Une star peut-elle acheter un bébé africain?

Une star peut-elle acheter un bébé africain?



Le monde du spectacle est
frappé par une mode douteuse: plusieurs
célébrités (comme Johnny Hallyday ou Angelina
Jolie) ont adopté, dans des conditions légales
discutables, des enfants africains ou asiatiques. Dernier
épisode: la chanteuse Madonna vient d’adopter un enfant du
Malawi. Selon les informations les plus récentes, le père
de l’enfant – qui avait initialement accepté
l’adoption – déclare ne pas avoir compris le contenu
des documents que Madonna lui a fait signer. Une coalition de quarante
organisations demande au gouvernement du Malawi le retour de
l’enfant. Un tribunal devrait bientôt statuer. Nous
publions de larges extraits d’une tribune libre, parue dans le
journal The Sunday Mail du 22 octobre 2006 et signée par Rosie
Kane, députée du Scottish Socialist Party (SSP) au
Parlement régional d’Ecosse. Depuis fin 2003, Rosie Kane
– comme d’autres personnalités – publie une
chronique hebdomadaire dans ce journal. (hpr)

«Wee David Ritchie doit être l’une des rares
personnes en Grande-Bretagne sans opinion sur sa nouvelle maman.
L’enfant africain arraché d’un orphelinat par
Madonna est trop jeune pour comprendre les remous suscités par
son adoption. Il peut espérer vivre dans une richesse
fantastique, une chose inimaginable pour les autres enfants du Malawi.
Mais si Madonna peut s’acheter un bébé, son argent
garantira-t-il à cet enfant une vie plus heureuse? Voilà
l’une des questions que suscite le bruyant voyage africain de la
chanteuse. (…)
Sans aucun doute, la famille Banda souhaite pour son enfant une vie
meilleure. Se séparer de David est pour eux une tragédie.
Mais Madonna, Angelina Jolie et d’autres
célébrités n’ont pas besoin d’adopter
un enfant africain pour aider leurs familles.
La maman de l’enfant est morte à cause du manque de soins
médicaux dans cette région, où les orphelinats
sont remplis d’enfants, dont les parents sont morts du SIDA ou
d’autres maladies que l’on pourrait prévenir. Au
Malawi, le logement, les soins médicaux, la nourriture et
l’eau sont des produits de luxe.

Les célébrités à la conscience
troublée pourraient consacrer quelques millions pour
améliorer la vie de ces familles, au lieu de venir dans ces pays
pour offrir un pont d’or à un seul enfant.

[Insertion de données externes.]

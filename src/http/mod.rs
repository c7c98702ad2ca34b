//! HTTP protocol handling subsystem.
//!
//! # Data Flow
//! ```text
//! TCP connection
//!     → server.rs (Axum setup, trace + timeout layers)
//!     → middleware/transaction.rs (transaction id, request attributes, scope)
//!     → handlers.rs (tracked outbound call through TrackedClient)
//!     → JSON report with the transaction's call records
//!
//! Admin:
//!     → handlers.rs (bucket summary, clear all)
//! ```

pub mod handlers;
pub mod middleware;
pub mod server;

pub use middleware::X_TRANSACTION_ID;
pub use server::{AppServer, AppState};
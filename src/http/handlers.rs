//! Request handlers.

use axum::{
    extract::{Query, State},
    http::StatusCode,
    response::{IntoResponse, Response},
    Json,
};
use serde::{Deserialize, Serialize};

use crate::aggregator::{CallRecord, StoreSummary};
use crate::backend::current_transaction;
use crate::http::server::AppState;

#[derive(Debug, Deserialize)]
pub struct FetchParams {
    pub url: String,
}

/// Outcome of `/fetch`, including everything tracked so far for the transaction.
#[derive(Debug, Serialize, Deserialize)]
pub struct FetchReport {
    pub transaction: Option<String>,
    pub status: Option<u16>,
    pub error: Option<String>,
    pub calls: Vec<CallRecord>,
}

#[derive(Debug, Serialize, Deserialize)]
pub struct SystemStatus {
    pub version: String,
    pub status: String,
}

#[derive(Debug, Serialize)]
pub struct TransactionsSummary {
    #[serde(flatten)]
    pub store: StoreSummary,
    pub sweeper_running: bool,
}

pub async fn health() -> Json<SystemStatus> {
    Json(SystemStatus {
        version: env!("CARGO_PKG_VERSION").to_string(),
        status: "operational".to_string(),
    })
}

/// Perform a tracked GET against `url`.
pub async fn fetch(State(state): State<AppState>, Query(params): Query<FetchParams>) -> Response {
    let transaction = current_transaction().map(|t| t.to_string());

    match state.client.get(&params.url).await {
        Ok(response) => {
            let report = FetchReport {
                transaction,
                status: Some(response.status().as_u16()),
                error: None,
                calls: state.monitor.calls_for_current_transaction(),
            };
            Json(report).into_response()
        }
        Err(e) => {
            tracing::warn!(url = %params.url, error = %e, "Upstream call failed");
            let report = FetchReport {
                transaction,
                status: None,
                error: Some(e.to_string()),
                calls: state.monitor.calls_for_current_transaction(),
            };
            (StatusCode::BAD_GATEWAY, Json(report)).into_response()
        }
    }
}

pub async fn get_transactions(State(state): State<AppState>) -> Json<TransactionsSummary> {
    Json(TransactionsSummary {
        store: state.monitor.summary(),
        sweeper_running: state.monitor.sweeper_running(),
    })
}

pub async fn clear_transactions(State(state): State<AppState>) -> StatusCode {
    state.monitor.clear_all();
    tracing::info!("All transaction buckets cleared via admin API");
    StatusCode::NO_CONTENT
}
use clap::{Parser, Subcommand};
use reqwest::header::{HeaderMap, HeaderValue, AUTHORIZATION};
use serde_json::Value;

#[derive(Parser)]
#[command(name = "tracker-cli")]
#[command(about = "Admin CLI for the call-tracker service", long_about = None)]
struct Cli {
    #[arg(short, long, default_value = "http://localhost:8080")]
    url: String,

    /// Admin API key, sent as a bearer token on admin commands
    #[arg(short, long, default_value = "")]
    key: String,

    #[command(subcommand)]
    command: Commands,
}

#[derive(Subcommand)]
enum Commands {
    /// Check service status
    Status,
    /// Summarize live transaction buckets
    Transactions,
    /// Drop every transaction bucket
    Clear,
    /// Make a tracked outbound GET through the service
    Fetch {
        /// Target URL
        target: String,
        /// Transaction id to record the call under
        #[arg(short, long)]
        transaction: Option<String>,
    },
}

#[tokio::main]
async fn main() -> Result<(), Box<dyn std::error::Error>> {
    let cli = Cli::parse();
    let client = reqwest::Client::new();
    let base = cli.url.trim_end_matches('/');

    let mut admin_headers = HeaderMap::new();
    admin_headers.insert(
        AUTHORIZATION,
        HeaderValue::from_str(&format!("Bearer {}", cli.key))?,
    );

    match cli.command {
        Commands::Status => {
            let res = client.get(format!("{}/health", base)).send().await?;
            print_response(res).await?;
        }
        Commands::Transactions => {
            let res = client
                .get(format!("{}/admin/transactions", base))
                .headers(admin_headers)
                .send()
                .await?;
            print_response(res).await?;
        }
        Commands::Clear => {
            let res = client
                .delete(format!("{}/admin/transactions", base))
                .headers(admin_headers)
                .send()
                .await?;
            if res.status().is_success() {
                println!("Cleared all transaction buckets");
            } else {
                eprintln!("Error: admin API returned status {}", res.status());
            }
        }
        Commands::Fetch { target, transaction } => {
            let mut req = client.get(format!("{}/fetch", base)).query(&[("url", target.as_str())]);
            if let Some(id) = transaction {
                req = req.header("x-transaction-id", id);
            }
            let res = req.send().await?;
            print_response(res).await?;
        }
    }

    Ok(())
}

async fn print_response(res: reqwest::Response) -> Result<(), Box<dyn std::error::Error>> {
    let status = res.status();
    let text = res.text().await?;
    if !status.is_success() {
        eprintln!("Error: service returned status {}", status);
    }

    match serde_json::from_str::<Value>(&text) {
        Ok(json) => println!("{}", serde_json::to_string_pretty(&json)?),
        Err(_) => println!("{}", text),
    }
    Ok(())
}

Les images de la famine, de la souffrance et de la pauvreté en
Afrique ne nous troublent plus. Nous avons si souvent vu les photos
d’enfants aux ventres ballonnés, avec des mouches sur le
visage, que nous n’en sommes plus choqués. Les famines,
les guerres, les épidémies et les génocides ne
sont plus que des séquences de télévision pour
notre génération. (…)

Madonna aurait pu utiliser sa célébrité pour
sensibiliser le monde à la situation africaine, elle aurait pu
faire construire une école, un hôpital ou un orphelinat
avec les bénéfices de son dernier CD, ou demander aux
gouvernements occidentaux la fin du pillage des nations les plus
pauvres (réduites à cette condition par les lois du
commerce inéquitable). Ou encore dénoncer le commerce des
armes, qui met des fusils dans les mains d’enfants en âge
de scolarité.

Mais Madonna est allée dans un orphelinat choisir l’enfant
qu’elle préfère. Une réponse d’une
belle obscénité. Car elle peut choisir un enfant comme un
sac à main ou une paire de souliers.

(…) Si le père de David était arrivé avec
son enfant en Grande-Bretagne, cachés dans un camion, ils
auraient dû affronter le risque de l’arrestation au petit
jour et de l’emprisonnement plutôt que d’être
des objets de compassion et de curiosité.»